C’est un second acquittement pour l’influenceur. Jeremstar a une nouvelle fois été relaxé ce mercredi par la cour d’appel de Paris dans l’affaire de travail dissimulé qui l’opposait à un ancien collaborateur. La justice a confirmé le jugement de première instance prononcé en octobre 2023, estimant qu’aucun lien de subordination n’existait entre les deux hommes.
L’affaire remontait à 2020, lorsqu’un ancien collaborateur, Bruno Etenna, avait porté plainte pour travail dissimulé, affirmant avoir réalisé 222 vidéos pour l’influenceur entre 2012 et 2017 sans être déclaré ni rémunéré. Malgré ces accusations, les magistrats ont maintenu leur position : les deux hommes évoluaient dans une « position d’égalité » sans relation employeur-salarié.
Une collaboration entre amis
Le cœur du débat judiciaire reposait sur la nature de la relation entre Jeremstar et son ancien collaborateur.

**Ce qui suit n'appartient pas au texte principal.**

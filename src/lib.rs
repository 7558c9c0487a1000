#![deny(clippy::unwrap_used)]
#![deny(clippy::expect_used)]

//! opacidb - Opacity lookup databases for radiative transfer
//!
//! opacidb stores absorption coefficients ("opacity curves") for a
//! radiative-transfer code. Continuum curves are keyed by molecule and
//! temperature, molecular curves by molecule and a (pressure, temperature)
//! grid point id (`ptid`). All curves share one wavenumber grid kept in the
//! header.
//!
//! # Feature Flags
//!
//! | Feature | Description | Key Dependencies |
//! |---------|-------------|------------------|
//! | (none) | Storage, query and species resolution | `rusqlite`, `serde_json` |
//! | `display` | Lenses with table formatting | `tabled` |
//! | `cli` | The `opacidb` binary | All above + `clap`, `indicatif` |
//!
//! # Architecture
//!
//! - **[`database`]**: Opacity storage (always available)
//!   - `core`: SQLite connection management, schema definitions, blob codec
//!   - `opacity`: relational database, hierarchical document, nearest grid point
//!
//! - **[`species`]**: Splitting atmospheric species into continuum sources and
//!   molecular absorbers
//!
//! - **`lens`**: Query and output formatting layer (requires `display`)
//!
//! - **[`config`]**: Configuration management
//!
//! # Quick Start
//!
//! ```rust,ignore
//! use opacidb::database::{DistanceMetric, OpacityDatabase, OpacityHeader, OpacityUnits};
//!
//! let header = OpacityHeader::linear(200.0, 30000.0, 1000, OpacityUnits::default())?;
//! let db = OpacityDatabase::create("opacities.db", &header)?;
//!
//! db.molecular().insert_grid(&["H2O"], &[(1e-3, 300.0), (1.0, 300.0)], |_, _, _| {
//!     Ok(vec![1e-30; 1000])
//! })?;
//!
//! let record = db.molecular().fetch_nearest("H2O", 0.8, 320.0, DistanceMetric::Raw)?;
//! ```

pub mod config;
pub mod database;
pub mod species;

// Lens module - feature gated
#[cfg(feature = "display")]
pub mod lens;

// =============================================================================
// Configuration (always available)
// =============================================================================

pub use config::OpacidbConfig;

// Shared file info types (used by the config and info commands)
pub use config::{
    format_size, get_document_info, get_sqlite_info, DocumentInfo, SqliteDatabaseInfo,
};

// =============================================================================
// Database Module - Re-export commonly used types (always available)
// =============================================================================

// Core database types
pub use database::{DatabaseConn, SchemaDefinitions, SchemaManager, SchemaStatus, SCHEMA_VERSION};

// Opacity store
pub use database::{
    DistanceMetric, GridPoint, OpacityDatabase, OpacityDocument, OpacityHeader, OpacitySource,
    OpacityUnits,
};

// Species resolution
pub use species::{needed_continuum, resolve_species, strip_continuum_species, SpeciesSplit};

// =============================================================================
// Lens Module - Feature-gated exports
// =============================================================================

#[cfg(feature = "display")]
pub use lens::utils::OutputFormat;
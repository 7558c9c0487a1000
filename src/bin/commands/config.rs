use clap::Args;
use opacidb::config::{
    format_size, get_document_info, get_sqlite_info, DocumentInfo, SqliteDatabaseInfo,
};
use opacidb::lens::utils::OutputFormat;
use opacidb::OpacidbConfig;
use serde::Serialize;

/// Arguments for the Config command
#[derive(Args)]
pub struct ConfigArgs {
    /// Show detailed information about all data files
    #[clap(short, long)]
    pub verbose: bool,
}

#[derive(Debug, Serialize)]
struct ConfigInfo {
    config_file: String,
    data_dir: String,
    distance_metric: String,
    database: SqliteDatabaseInfo,
    document: DocumentInfo,
    #[serde(skip_serializing_if = "Option::is_none")]
    files: Option<Vec<FileInfo>>,
}

#[derive(Debug, Serialize)]
struct FileInfo {
    name: String,
    path: String,
    size_bytes: u64,
    #[serde(skip_serializing_if = "Option::is_none")]
    modified: Option<String>,
}

pub fn run(config: &OpacidbConfig, args: ConfigArgs, output_format: OutputFormat) {
    let ConfigArgs { verbose } = args;

    let files = if verbose {
        let mut file_list = Vec::new();

        if let Ok(entries) = std::fs::read_dir(&config.data_dir) {
            for entry in entries.flatten() {
                if let Ok(metadata) = entry.metadata() {
                    if metadata.is_file() {
                        let modified = metadata.modified().ok().map(|t| {
                            let datetime: chrono::DateTime<chrono::Utc> = t.into();
                            datetime.format("%Y-%m-%d %H:%M:%S UTC").to_string()
                        });

                        file_list.push(FileInfo {
                            name: entry.file_name().to_string_lossy().to_string(),
                            path: entry.path().to_string_lossy().to_string(),
                            size_bytes: metadata.len(),
                            modified,
                        });
                    }
                }
            }
        }

        file_list.sort_by(|a, b| a.name.cmp(&b.name));
        Some(file_list)
    } else {
        None
    };

    let config_info = ConfigInfo {
        config_file: OpacidbConfig::config_file_path(),
        data_dir: config.data_dir.clone(),
        distance_metric: config.distance_metric.to_string(),
        database: get_sqlite_info(config),
        document: get_document_info(config),
        files,
    };

    match output_format {
        OutputFormat::Json | OutputFormat::JsonLine => match serde_json::to_string(&config_info) {
            Ok(json) => println!("{}", json),
            Err(e) => eprintln!("Error serializing config info: {}", e),
        },
        OutputFormat::JsonPretty => match serde_json::to_string_pretty(&config_info) {
            Ok(json) => println!("{}", json),
            Err(e) => eprintln!("Error serializing config info: {}", e),
        },
        _ => {
            // Table, Markdown, and PSV all use the same human-readable format
            print_config_table(&config_info, verbose);
        }
    }
}

fn print_config_table(info: &ConfigInfo, verbose: bool) {
    println!("opacidb Configuration");
    println!("=====================\n");

    println!("General:");
    println!("  Config file:    {}", info.config_file);
    println!("  Data dir:       {}", info.data_dir);
    println!("  Metric:         {}", info.distance_metric);
    println!();

    let db = &info.database;
    println!("Relational Database:");
    println!("  Path:           {}", db.path);
    println!(
        "  Status:         {}",
        if db.exists { "exists" } else { "not created" }
    );
    if let Some(size) = db.size_bytes {
        println!("  Size:           {}", format_size(size));
    }
    if let Some(status) = &db.schema_status {
        println!(
            "  Schema:         {} (v{})",
            status,
            db.schema_version.unwrap_or(0)
        );
    }
    if let Some(len) = db.grid_len {
        println!("  Grid:           {} wavenumber points", len);
    }
    if let Some(count) = db.continuum_count {
        println!("  Continuum:      {} curves", count);
    }
    if let Some(count) = db.molecular_count {
        println!("  Molecular:      {} curves", count);
    }
    println!();

    let doc = &info.document;
    println!("Hierarchical Document:");
    println!("  Path:           {}", doc.path);
    println!(
        "  Status:         {}",
        if doc.exists { "exists" } else { "not created" }
    );
    if let Some(size) = doc.size_bytes {
        println!("  Size:           {}", format_size(size));
    }
    if let Some(created) = &doc.created_at {
        println!("  Created:        {}", created);
    }
    if let Some(len) = doc.grid_len {
        println!("  Grid:           {} wavenumber points", len);
    }
    if let Some(count) = doc.continuum_count {
        println!("  Continuum:      {} curves", count);
    }
    if let Some(count) = doc.molecular_count {
        println!("  Molecular:      {} curves", count);
    }

    if verbose {
        if let Some(ref files) = info.files {
            println!();
            println!("Data Directory Files:");
            println!("  {:<40} {:>12}  {}", "Name", "Size", "Modified");
            println!("  {}", "-".repeat(80));
            for file in files {
                println!(
                    "  {:<40} {:>12}  {}",
                    file.name,
                    format_size(file.size_bytes),
                    file.modified.as_deref().unwrap_or("-")
                );
            }
        }
    }

    eprintln!();
    eprintln!("Tips:");
    eprintln!("  Use --verbose (-v) to see all files in the data directory");
    eprintln!("  Use --format json for machine-readable output");
    eprintln!("  Edit ~/.opacidb/opacidb.toml to customize settings");
}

Si ce dernier se présentait comme un réalisateur non rémunéré, la justice a retenu l’argument de la collaboration amicale et bénévole, fréquente dans les débuts des carrières sur les réseaux sociaux.
Jeremstar, de son vrai nom Jérémy Gisclon, n’avait jamais contesté l’absence de rémunération, mais avait toujours défendu l’idée d’un travail commun entre pairs. L’influenceur, connu pour ses interviews de candidats de téléréalité dans son bain et suivi par 2,5 millions d’abonnés sur Instagram, sort donc blanchi de cette longue bataille judiciaire.
Cette décision en appel marque probablement la fin du feuilleton judiciaire pour le chroniqueur, même si elle relance le débat sur les conditions de travail dans l’univers encore peu régulé des influenceurs.